Dot Journaling-A Practical Guide: How to Start and Keep the Planner, To-Do List, and Diary That'll Actually Help You Get Your Life Together by Rachel Wilkerson Miller
Before the cellphone, before the laptop, I bought a We'Moon calendar each year and scribbled about everything from appointments to when I got my period. You're getting the picture; I really need to keep track. But you don't have to be a compulsive to-do-list maker, frustrated diarist, sometime doodler, and planner/scheduler to find joy in using a dot journal (also knows as a bullet journal). The system Rachel Wilkerson Miller lays out in her book Dot-Journaling – A Practical Guide: How to Start and Keep the Planner, To-Do List, and Diary That'll Actually Help You Get Your Life Together, is as simple or as complex as you need it to be, and it's endlessly adjustable.

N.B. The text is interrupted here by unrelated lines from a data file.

use bson::oid::ObjectId;
use chrono::{DateTime, NaiveDate, Utc};
use serde::{Deserialize, Serialize};

use crate::errors::ApiError;

#[derive(Debug, Serialize, Deserialize, Clone)]
pub struct Assignment {
    pub user_id: ObjectId,

    #[serde(default)]
    pub notes: String,
}

#[derive(Debug, Serialize, Deserialize, Clone)]
pub struct Timeslot {
    #[serde(default = "ObjectId::new")]
    pub _id: ObjectId,

    /// "HH:mm", 24-hour.
    pub start_time: String,

    /// "HH:mm", exclusive end of the range.
    pub end_time: String,

    /// Fixed assignment ceiling, 1..=10. Never mutated by sales.
    pub max_employees: u32,

    #[serde(default)]
    pub assigned_users: Vec<Assignment>,
}

impl Timeslot {
    pub fn is_assigned(&self, user_id: &ObjectId) -> bool {
        self.assigned_users
            .iter()
            .any(|assignment| &assignment.user_id == user_id)
    }

    /// Appends an assignment, upholding `assigned_users.len() <= max_employees`.
    pub fn assign(&mut self, user_id: ObjectId, notes: String) -> Result<(), ApiError> {
        if self.is_assigned(&user_id) {
            return Err(ApiError::bad_request(
                "User is already assigned to this timeslot",
            ));
        }
        if self.assigned_users.len() >= self.max_employees as usize {
            return Err(ApiError::bad_request("Timeslot is full"));
        }
        self.assigned_users.push(Assignment { user_id, notes });
        Ok(())
    }

    /// Removes the user's assignment if present. A no-op otherwise.
    pub fn unassign(&mut self, user_id: &ObjectId) {
        self.assigned_users
            .retain(|assignment| &assignment.user_id != user_id);
    }
}

#[derive(Debug, Serialize, Deserialize, Clone)]
pub struct Workday {
    #[serde(default, skip_serializing_if = "Option::is_none")]
    pub _id: Option<ObjectId>,

    pub organization_id: ObjectId,

    pub date: NaiveDate,

    #[serde(default)]
    pub notes: String,

    #[serde(default)]
    pub timeslots: Vec<Timeslot>,

    /// Optimistic-concurrency counter, bumped on every conditional update.
    #[serde(default)]
    pub version: i64,

    #[serde(default = "Utc::now")]
    pub created_at: DateTime<Utc>,

    #[serde(default = "Utc::now")]
    pub updated_at: DateTime<Utc>,
}

impl Workday {
    pub fn id(&self) -> Result<ObjectId, ApiError> {
        self._id
            .ok_or_else(|| ApiError::Internal("Workday is missing an id".to_string()))
    }

    pub fn timeslot(&self, timeslot_id: &ObjectId) -> Option<&Timeslot> {
        self.timeslots.iter().find(|slot| &slot._id == timeslot_id)
    }

    pub fn timeslot_mut(&mut self, timeslot_id: &ObjectId) -> Option<&mut Timeslot> {
        self.timeslots
            .iter_mut()
            .find(|slot| &slot._id == timeslot_id)
    }
}

#[cfg(test)]
mod tests {
    use super::*;

    fn slot(max_employees: u32) -> Timeslot {
        Timeslot {
            _id: ObjectId::new(),
            start_time: "10:00".to_string(),
            end_time: "12:00".to_string(),
            max_employees,
            assigned_users: vec![],
        }
    }

    #[test]
    fn assign_respects_capacity() {
        let mut timeslot = slot(2);
        timeslot.assign(ObjectId::new(), String::new()).unwrap();
        timeslot.assign(ObjectId::new(), String::new()).unwrap();
        assert!(timeslot.assigned_users.len() <= timeslot.max_employees as usize);

        let err = timeslot
            .assign(ObjectId::new(), String::new())
            .unwrap_err();
        assert!(matches!(err, ApiError::BadRequest(msg) if msg == "Timeslot is full"));
        assert_eq!(timeslot.assigned_users.len(), 2);
    }

    #[test]
    fn double_assign_is_rejected() {
        let mut timeslot = slot(3);
        let user = ObjectId::new();
        timeslot.assign(user, "door knocker".to_string()).unwrap();
        let err = timeslot.assign(user, String::new()).unwrap_err();
        assert!(
            matches!(err, ApiError::BadRequest(msg) if msg == "User is already assigned to this timeslot")
        );
    }

    #[test]
    fn unassign_then_assign_restores_assignment_set() {
        let mut timeslot = slot(2);
        let user = ObjectId::new();
        timeslot.assign(user, "north side".to_string()).unwrap();
        timeslot.unassign(&user);
        assert!(!timeslot.is_assigned(&user));

        timeslot.assign(user, "north side".to_string()).unwrap();
        assert!(timeslot.is_assigned(&user));
        assert_eq!(timeslot.assigned_users.len(), 1);
    }

    #[test]
    fn unassign_of_absent_user_is_a_noop() {
        let mut timeslot = slot(1);
        timeslot.assign(ObjectId::new(), String::new()).unwrap();
        timeslot.unassign(&ObjectId::new());
        assert_eq!(timeslot.assigned_users.len(), 1);
    }
}
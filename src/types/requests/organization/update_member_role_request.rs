use serde::Deserialize;

use crate::models::role::Role;

#[derive(Debug, Deserialize)]
pub struct UpdateMemberRoleRequest {
    pub role: Role,
}
use actix_web::web;
use std::sync::Arc;

use crate::{
    config::cors::configure_cors,
    handlers::organization_handler::{
        create_organization_handler, get_organization_handler, join_organization_handler,
        update_member_role_handler,
    },
    services::organization_service::OrganizationService,
};

pub fn configure_organization_routes(
    cfg: &mut web::ServiceConfig,
    organization_service_data: web::Data<Arc<OrganizationService>>,
) {
    cfg.service(
        web::scope("/api/v1/organization")
            .wrap(configure_cors())
            .app_data(organization_service_data)
            .route("", web::get().to(get_organization_handler))
            .route("/create", web::post().to(create_organization_handler))
            .route("/join", web::post().to(join_organization_handler))
            .route(
                "/members/{user_id}/role",
                web::put().to(update_member_role_handler),
            ),
    );
}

The first step is choosing a journal. I bought the Weather Observer's Notebook put out by Princeton Architectural Press because it's beautiful (one drawback is that it's not spiral bound, so drawing the lines can get dicey, but I'm still feeling it). Then you create pages to keep track of your time in whatever manner serves you best, your handy how-to book by your side with stylish layouts you can add to your journal as you go. The beautiful detail that makes it all hang together is the index in the back; no more flipping through pages for that phone number you wrote down last week. If you want to keep your serial to-do lists in chronological order, list the books you read this year, and keep track of how many times you've been to the gym this week/had a massage/gone to the movies, this is the system for you. You can draw flowers on good days and shade a whole day gray when ashes fall from the sky. This system is versatile, generous, and powerful. I wish I'd found it years ago.